My use case is simple i use api to copy my orders in my parents and wife account to manage tax better will i be able to do this after these changes ?
We don’t know yet how this will work.
Thanks for confirming.
To be clear, (i also updated my previous post above just now)
one other aspect would be to NOT mandate unique IP addresses across all API users.
Basically, this step must NOT require that
the user specify an IP-address that is already not in use by any other API user.
IMHO, applying such a restriction would be be a step too far,
adding costs and increasing risks for the individual retailer.
(instead of reducing risks, the intent behind the regulation).
Encouraging risk-ier behavior like
- running API clients from a 3rd-party VPS with a static-ip
- running only one session (single point of failure due to any network/power issues)
- running API clients through 3rd-party proxies
Hopefully, the regulators and brokers
don’t want to be remembered as the ones to introduce
the digital equivalent of the Cobra Effect during the British Raj.
[ Source ]
yes, there should be a provision to allow family members ( with proof i guess) to share same static ip with a common order/sec restriction for all of them.
I run my trading program for myself and fam from a single DigitalOcean VPS with free uptime monitoring from HetrixTools, I have a script on my local PC to exit all positions if the VPS goes down along with a catastrophic SL order at exchange in case the broker API goes down.
I’m a sysadmin but not really a networking guy, so having to configure a separate interface for each user would be would be a pain and needless cost increase. More complications arise when the VPS goes down and the IP has to be configured in floating mode, assigned to another VPS just to exit all my positions. Whaa…
But this whole static IP requirement would see peeps sign up with managed hosting providers who has access to all data or setup a server themselves which exposes them to security risks if they’re not familiar with locking it down properly. Not good for anyone IMHO.
The API token itself should be tied to a single account/user, so there’s really no need to have any other checks like static IP, etc.
When a user consuming the broker’s APIs places an order via the APIs today, it is impossible to determine if the user is using their own discretion to set up a trading strategy or if the user is engaging the services of a third-party service provider to create/deploy trading strategies with a high degree of confidence.

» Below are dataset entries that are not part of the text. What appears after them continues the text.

use std::sync::Arc;

use axum::{
    Router,
    routing::get,
};

use scheduling_cell::router::scheduling_routes;
use shared_config::AppConfig;

pub fn create_router(state: Arc<AppConfig>) -> Router {
    Router::new()
        .route("/", get(|| async { "Clinic scheduling API is running!" }))
        .nest("/scheduling", scheduling_routes(state.clone()))
}
use std::net::SocketAddr;
use std::sync::Arc;
use dotenv::dotenv;
use tokio::net::TcpListener;
use tower_http::cors::{CorsLayer, Any};
use tower_http::trace::{self, TraceLayer};
use tracing::{Level, info};
use tracing_subscriber::{layer::SubscriberExt, util::SubscriberInitExt};

mod router;

use shared_config::AppConfig;

#[tokio::main]
async fn main() {
    // Loading Env Vars
    dotenv().ok();

    // Initialize tracing
    tracing_subscriber::registry()
        .with(tracing_subscriber::EnvFilter::new(
            std::env::var("RUST_LOG").unwrap_or_else(|_| "info,tower_http=debug".into()),
        ))
        .with(tracing_subscriber::fmt::layer())
        .init();

    info!("Starting clinic scheduling API server");

    // Load configuration
    let config = AppConfig::from_env();

    // Set up CORS
    let cors = CorsLayer::new()
        .allow_origin(Any)
        .allow_methods(Any)
        .allow_headers(Any);

    // Create shared state
    let state = Arc::new(config);

    // Build the application router
    let app = router::create_router(state)
        .layer(
            TraceLayer::new_for_http()
                .make_span_with(trace::DefaultMakeSpan::new()
                    .level(Level::INFO))
                .on_response(trace::DefaultOnResponse::new()
                    .level(Level::INFO)),
        )
        .layer(cors);

    // Run the server
    let addr = SocketAddr::from(([0, 0, 0, 0], 3000));
    info!("Listening on {}", addr);

    let listener = TcpListener::bind(addr).await.unwrap();
    axum::serve(listener, app)
        .await
        .unwrap();
}
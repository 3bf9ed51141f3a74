pub mod postgrest;

pub use postgrest::PostgrestClient;
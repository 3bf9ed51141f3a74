// libs/scheduling-cell/src/services/suggestion.rs
//
// The slot-suggestion search: check the literally requested slot first,
// and only when no doctor can take it walk forward through business hours
// proposing the nearest alternative slots.

use chrono::{Duration, NaiveDate, NaiveDateTime, NaiveTime};
use tracing::debug;

use shared_config::AppConfig;

use crate::models::{DoctorFilter, SchedulingError, SlotSearchOutcome, SuggestedSlot};
use crate::services::availability::AvailabilityService;
use crate::services::store::BookingStore;

// Fixed search policy. Not user-configurable.
const SLOT_DURATION_MINUTES: i64 = 60;
const SEARCH_HORIZON_DAYS: i64 = 3;
const MAX_SUGGESTIONS: usize = 5;

fn business_open() -> NaiveTime {
    NaiveTime::from_hms_opt(7, 0, 0).unwrap()
}

fn business_close() -> NaiveTime {
    NaiveTime::from_hms_opt(20, 0, 0).unwrap()
}

fn next_day_open(date: NaiveDate) -> NaiveDateTime {
    date.succ_opt().unwrap().and_time(business_open())
}

pub struct SuggestionService {
    store: BookingStore,
    availability: AvailabilityService,
}

impl SuggestionService {
    pub fn new(config: &AppConfig) -> Self {
        Self {
            store: BookingStore::new(config),
            availability: AvailabilityService::new(config),
        }
    }

    /// Either the doctors free for the literal requested slot, or up to
    /// five chronologically nearest alternative slots within the next
    /// three days of business hours.
    pub async fn find_available_or_suggest(
        &self,
        date: NaiveDate,
        start_time: NaiveTime,
        end_time: NaiveTime,
        speciality: Option<&str>,
    ) -> Result<SlotSearchOutcome, SchedulingError> {
        if start_time >= end_time {
            return Err(SchedulingError::Validation(
                "Start time must be before end time".to_string(),
            ));
        }

        let speciality = speciality
            .map(str::trim)
            .filter(|s| !s.is_empty())
            .map(str::to_string);

        // The pool is queried once and reused across every probe below.
        let doctors = self
            .store
            .list_doctors(&DoctorFilter {
                speciality,
                is_available_only: false,
            })
            .await
            .map_err(|e| SchedulingError::Database(e.to_string()))?;

        if doctors.is_empty() {
            debug!("No doctors match the requested speciality, skipping search");
            return Ok(SlotSearchOutcome::empty());
        }

        // Direct check: if anyone is free for the literal request, return
        // immediately and propose nothing.
        let mut available_doctors = Vec::new();
        for doctor in &doctors {
            if self
                .availability
                .is_doctor_available(doctor.id, date, start_time, end_time)
                .await
            {
                available_doctors.push(doctor.clone());
            }
        }

        if !available_doctors.is_empty() {
            debug!(
                "{} doctors free for the requested slot, no suggestions needed",
                available_doctors.len()
            );
            return Ok(SlotSearchOutcome {
                available_doctors,
                suggested_slots: vec![],
            });
        }

        debug!(
            "No doctor free on {} [{} - {}), searching forward",
            date, start_time, end_time
        );

        // Bounded forward walk. The horizon is fixed from the original
        // request, not recomputed per iteration.
        let horizon_date = date + Duration::days(SEARCH_HORIZON_DAYS);
        let mut cursor = date.and_time(start_time);
        let mut suggested_slots: Vec<SuggestedSlot> = Vec::new();

        while suggested_slots.len() < MAX_SUGGESTIONS {
            cursor += Duration::minutes(SLOT_DURATION_MINUTES);

            if cursor.time() >= business_close() {
                cursor = next_day_open(cursor.date());
            }
            if cursor.time() < business_open() {
                cursor = cursor.date().and_time(business_open());
            }
            if cursor.date() > horizon_date {
                break;
            }

            let slot_end = cursor + Duration::minutes(SLOT_DURATION_MINUTES);

            // A window whose end would pass closing time is skipped whole,
            // never truncated; the walk resumes next morning.
            if slot_end.date() != cursor.date() || slot_end.time() > business_close() {
                cursor = next_day_open(cursor.date());
                continue;
            }

            let mut count = 0;
            for doctor in &doctors {
                if self
                    .availability
                    .is_doctor_available(doctor.id, cursor.date(), cursor.time(), slot_end.time())
                    .await
                {
                    count += 1;
                }
            }

            if count > 0 {
                suggested_slots.push(SuggestedSlot {
                    date: cursor.date(),
                    start_time: cursor.time(),
                    end_time: slot_end.time(),
                    available_doctors_count: count,
                });
            }
        }

        debug!("Forward search produced {} suggestions", suggested_slots.len());

        Ok(SlotSearchOutcome {
            available_doctors: vec![],
            suggested_slots,
        })
    }
}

This is the problem statement that led to the static IP restriction. The idea is that it isn’t feasible for someone to set up a single cloud machine running different strategies for users with the user having shared their user ID, password, 2FA, as well as API key and secret. This was actually a rather prevalent practice that is being shut down.
Hi @Matti . what will stop the users to share their credentials post these changes as third party algo sellers will also get dedicated static ip for each user ,which according to siva will cost around 2-3k per year and maybe cheaper for bulk corporate plans. wouldn’t it make all these regulations redundant and just add cost and security risk for the community as a whole as they have to rely on proxy servers if hosting scripts on the cloud.
Also what will happen for people who have hosted scripts on aws . some of them might have have same ip address. How will that be dealt then?
The bet is that this is enough of a deterrent for such practices at this point.
Also what will happen for people who have hosted scripts on aws . some of them might have have same ip address. How will that be dealt then?
Hosted apps like this should also be able to get a static IP.
I don’t understand this line of thinking.
Setting up a static IP for individuals is 10x harder and cost prohibitive than for someone providing algo services, after all the algo provider is getting paid to set this up. IPv6 addresses are cheap and abundant. There is no cost deterrence unless limiting to IPv4.
Retail traders thrown under the bus again for our own protection
I understand. But not much else the regulator can do when users end up sharing login credentials. It was either do something where you make it difficult for people to scam and allow APIs with a higher barrier for entry or ban APIs altogether. Banning APIs won’t be well received either.
You guys have a seat at the table, why not tell them (politely of course) that there are times when regulation does not solve a problem . When all they have is a hammer (regulation) then that’s what they would use whether the situation warrants it or not.
This is a losing battle, scammers are just going to scam without using API. Unofficial APIs from reverse engineered front-end requests and just plain old web scraping will be their tools going forward. I doubt the regulator has inconvenienced even a single scammer with this, they probably were doing this all along
We have already relayed all this.
Interesting stuff!
@Matti @siva Reading through the SEBI circular it doesn’t mention restricting static IP to only one client, only that the IP must be static and registered with the broker.
Relevant part (the only part with any mention of IPs from the document):
not permit open APIs and allow access only through a unique vendor client specific API key and static IP whitelisted by the broker to ensure identification and traceability of the algo provider and the end user (i.e. investor).
Can you clarify if a static IP registered to one client can also be used by another client, especially for individual traders with order rates below the registration limit?
These details are yet to be prescribed by the exchanges.